Yet another question. Associated with "Re: Shared library"

Norman Feske norman.feske at ...1...
Thu Mar 4 14:41:03 CET 2010


Hi Peter,

> I just realized that making the library a shared object won't 
> necessarily fix my problem. What i'm trying to do is have two genode 
> components share data with each other, where this data is in user space. 
> I do this with a buffer that i create in the kernel, where I obtain the 
> physical address of the buffer, and map that to user space. The mapping 
> is established via the use of Io_mem_connection, as was suggested to me 
> previously.

The I/O-memory approach would not work for establishing shared memory
between two processes because core hands out each I/O-memory region only
once.

> Is there a way of sharing data between two components where the data is 
> wholly created in user space? I'm not sure whether there is any 
> functionality in genode that will allow me to obtain the physical 
> address of a variable or class instance, for example. Otherwise, i could 
> just use Io_mem_connection along with said functionality to establish 
> the mapping.

It is possibility to share memory between processes by the means of
dataspaces. The previously mentioned I/O-memory approach is just a
special case of this concept. A dataspace is a container for memory. It
can be created using core's RAM service (or other core services). When
creating a new dataspace, the creator gets a dataspace capability. Using
this capability, the creator can attach the dataspace into its local
address space (using 'env()->rm_session()->attach').

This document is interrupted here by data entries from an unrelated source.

use pretty_assertions::assert_eq;
use widl_diagnostic::ErrorKind;

use crate::test_support::{analyze_err, analyze_ok, interface, member_names};

// === Inheritance ===

#[test]
fn parent_is_bound() {
    let (defs, interner) = analyze_ok("interface Child : Parent {}; interface Parent {};");
    let child = interface(&defs, &interner, "Child");
    let parent = interface(&defs, &interner, "Parent");
    assert_eq!(child.parent, Some(parent.id));
    assert_eq!(parent.parent, None);
}

#[test]
fn missing_parent_is_reference_error() {
    let err = analyze_err("interface Child : Nobody {};");
    assert_eq!(err.kind, ErrorKind::Reference);
}

#[test]
fn parent_of_wrong_kind() {
    for source in [
        "callback interface P { void f(); }; interface C : P {};",
        "interface mixin P {}; interface C : P {};",
        "dictionary P {}; interface C : P {};",
        "interface P {}; dictionary C : P {};",
    ] {
        let err = analyze_err(source);
        assert_eq!(err.kind, ErrorKind::Kind, "{source}");
    }
}

#[test]
fn inheritance_cycle() {
    let err = analyze_err("interface A : C {}; interface B : A {}; interface C : B {};");
    assert_eq!(err.kind, ErrorKind::Cycle);

    let err = analyze_err("dictionary A : A {};");
    assert_eq!(err.kind, ErrorKind::Cycle);
}

// === Consequential interfaces ===

#[test]
fn includes_folds_members_after_own() {
    let (defs, interner) = analyze_ok(
        "interface B { attribute long x; };
         interface A { attribute long y; };
         A includes B;",
    );
    assert_eq!(member_names(&defs, &interner, "A"), vec![Some("y"), Some("x")]);
    assert_eq!(member_names(&defs, &interner, "B"), vec![Some("x")]);

    let a = interface(&defs, &interner, "A");
    let b = interface(&defs, &interner, "B");
    assert_eq!(a.consequential, vec![b.id]);
    assert!(b.consequential.is_empty());
}

#[test]
fn diamond_inclusion_folds_once() {
    let (defs, interner) = analyze_ok(
        "interface mixin D { attribute long shared; };
         interface mixin B {};
         interface mixin C {};
         interface A {};
         A implements B;
         A implements C;
         B implements D;
         C implements D;",
    );
    assert_eq!(member_names(&defs, &interner, "A"), vec![Some("shared")]);
    let a = interface(&defs, &interner, "A");
    assert_eq!(a.consequential.len(), 3);
}

#[test]
fn mixin_ancestors_are_folded() {
    let (defs, interner) = analyze_ok(
        "interface Base { attribute long base; };
         interface Extra : Base { attribute long extra; };
         interface A { attribute long own; };
         A implements Extra;",
    );
    assert_eq!(
        member_names(&defs, &interner, "A"),
        vec![Some("own"), Some("extra"), Some("base")]
    );
}

#[test]
fn ancestors_of_target_are_not_folded_again() {
    let (defs, interner) = analyze_ok(
        "interface Base { attribute long base; };
         interface Child : Base {};
         Child implements Base;",
    );
    assert!(interface(&defs, &interner, "Child").consequential.is_empty());
    assert_eq!(member_names(&defs, &interner, "Child"), vec![Some("base")]);
}

#[test]
fn include_cycle() {
    let err = analyze_err(
        "interface A {}; interface B {};
         A implements B;
         B implements A;",
    );
    assert_eq!(err.kind, ErrorKind::Cycle);
}

#[test]
fn includes_reference_and_kind_errors() {
    let err = analyze_err("interface A {}; A includes Missing;");
    assert_eq!(err.kind, ErrorKind::Reference);

    let err = analyze_err("interface mixin M {}; Missing includes M;");
    assert_eq!(err.kind, ErrorKind::Reference);

    let err = analyze_err("interface mixin M {}; interface mixin N {}; N includes M;");
    assert_eq!(err.kind, ErrorKind::Kind);

    let err = analyze_err("callback interface M { void f(); }; interface A {}; A includes M;");
    assert_eq!(err.kind, ErrorKind::Kind);

    let err = analyze_err("dictionary M {}; interface A {}; A includes M;");
    assert_eq!(err.kind, ErrorKind::Kind);
}

// === Collisions ===

#[test]
fn overloads_on_one_interface_are_allowed() {
    let (defs, interner) = analyze_ok(
        "interface A { void f(); void f(long x); static void g(); static void g(long x); };",
    );
    assert_eq!(member_names(&defs, &interner, "A").len(), 4);
}

#[test]
fn same_name_different_kinds_collide() {
    for source in [
        "interface A { attribute long f; void f(); };",
        "interface A { void f(); static void f(long x); };",
        "interface A { const long F = 1; attribute long F; };",
    ] {
        let err = analyze_err(source);
        assert_eq!(err.kind, ErrorKind::DuplicateMember, "{source}");
    }
}

#[test]
fn same_name_from_two_declaring_interfaces_collides() {
    let err = analyze_err(
        "interface mixin M { void f(); };
         interface A { void f(long x); };
         A includes M;",
    );
    assert_eq!(err.kind, ErrorKind::DuplicateMember);
    assert_eq!(err.related.len(), 1);
}

#[test]
fn one_iterable_like_declaration_per_interface() {
    let err = analyze_err("interface A { iterable<long>; setlike<long>; };");
    assert_eq!(err.kind, ErrorKind::DuplicateMember);
}

// === Shadowing ===

const UNFORGEABLE_PARENT: &str =
    "interface Parent { [Unforgeable] readonly attribute long foo; };";

#[test]
fn unforgeable_may_be_shadowed_by_static_or_const() {
    for child in [
        "interface Child : Parent { static attribute short foo; };",
        "interface Child : Parent { static void foo(); };",
        "interface Child : Parent { const short foo = 10; };",
    ] {
        let (defs, interner) = analyze_ok(&format!("{UNFORGEABLE_PARENT} {child}"));
        assert_eq!(defs.len(), 2, "{child}");
        assert_eq!(member_names(&defs, &interner, "Child"), vec![Some("foo")], "{child}");
    }
}

#[test]
fn unforgeable_shadowed_by_regular_member_is_duplicate() {
    for child in [
        "interface Child : Parent { void foo(); };",
        "interface Child : Parent { attribute short foo; };",
    ] {
        let err = analyze_err(&format!("{UNFORGEABLE_PARENT} {child}"));
        assert_eq!(err.kind, ErrorKind::DuplicateMember, "{child}");
        assert_eq!(err.related.len(), 1);
    }
}

#[test]
fn interface_level_unforgeable_applies_to_members() {
    let err = analyze_err(
        "[Unforgeable] interface Parent { readonly attribute long foo; };
         interface Child : Parent { void foo(); };",
    );
    assert_eq!(err.kind, ErrorKind::DuplicateMember);
}

#[test]
fn forgeable_members_shadow_freely() {
    let (defs, interner) = analyze_ok(
        "interface Parent { attribute long foo; attribute long bar; };
         interface Child : Parent { void foo(); };",
    );
    assert_eq!(
        member_names(&defs, &interner, "Child"),
        vec![Some("foo"), Some("bar")]
    );
    let child = interface(&defs, &interner, "Child");
    assert!(defs.member(child.members[0]).is_operation());
}

#[test]
fn nearest_declaration_is_authoritative() {
    let (defs, interner) = analyze_ok(
        "interface A { [Unforgeable] readonly attribute long foo; };
         interface B : A { static void foo(); };
         interface C : B { void foo(); };",
    );
    assert_eq!(member_names(&defs, &interner, "C"), vec![Some("foo")]);
}

#[test]
fn constructors_are_not_inherited() {
    let (defs, interner) = analyze_ok(
        "interface Parent { constructor(); attribute long x; };
         interface Child : Parent {};",
    );
    assert_eq!(member_names(&defs, &interner, "Child"), vec![Some("x")]);
}

// === Dictionaries ===

#[test]
fn dictionary_member_names_are_unique_along_chain() {
    let err = analyze_err("dictionary P { long a; }; dictionary C : P { long a; };");
    assert_eq!(err.kind, ErrorKind::DuplicateMember);

    let err = analyze_err("dictionary D { long a; }; partial dictionary D { long a; };");
    assert_eq!(err.kind, ErrorKind::DuplicateMember);
}

// === Property tests ===

#[allow(
    clippy::disallowed_types,
    reason = "proptest macros internally use Arc"
)]
mod proptest_chains {
    use proptest::prelude::*;

    use crate::graph::ancestors;
    use crate::test_support::{analyze_ok, interface};

    fn chain_strategy() -> impl Strategy<Value = Vec<usize>> {
        (1usize..24).prop_flat_map(|len| Just((0..len).collect::<Vec<_>>()).prop_shuffle())
    }

    proptest! {
        #[test]
        fn chain_lengths_match_declarations(order in chain_strategy()) {
            let source: String = order
                .iter()
                .map(|&i| match i {
                    0 => "interface I0 { attribute long m0; };".to_owned(),
                    i => format!("interface I{i} : I{} {{ attribute long m{i}; }};", i - 1),
                })
                .collect::<Vec<_>>()
                .join("\n");
            let (defs, interner) = analyze_ok(&source);

            for i in 0..order.len() {
                let iface = interface(&defs, &interner, &format!("I{i}"));
                prop_assert_eq!(ancestors(&defs, iface.id).count(), i);
                prop_assert_eq!(iface.members.len(), i + 1);
            }
        }
    }
}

Furthermore, a
dataspace capability can be transferred to another process via IPC. For
an example, please have a look at the source code of one of the
framebuffer drivers, which allows the client to obtain the dataspace for
the frame buffer using an RPC call. Once the client has received a
dataspace capability, it can attach the dataspace to its local address
space as well.

To get this to work for your use case, you must decide, which of your
components acts as client and which acts as server. The component
allocating the dataspace is normally the server. Then the general
protocol works as follows:

* Server announces its service
* Server creates dataspace, gets dataspace capability, and attaches
  dataspace to its local address space
* Client requests session to server
* Server gets session-creation request, returns session capability
* Client gets session capability as return value of the session call
* Client requests dataspace capability via RPC call via the session
  capability
* Server receives RPC call and returns dataspace capability
* Client attaches dataspace to its local address space

If you are not able to decide which of your components should be the
client and the server, you might need a third process acting as server,
handing out the dataspace to each client. But I suppose that you might
be able to model your use-case as a client-server scenario.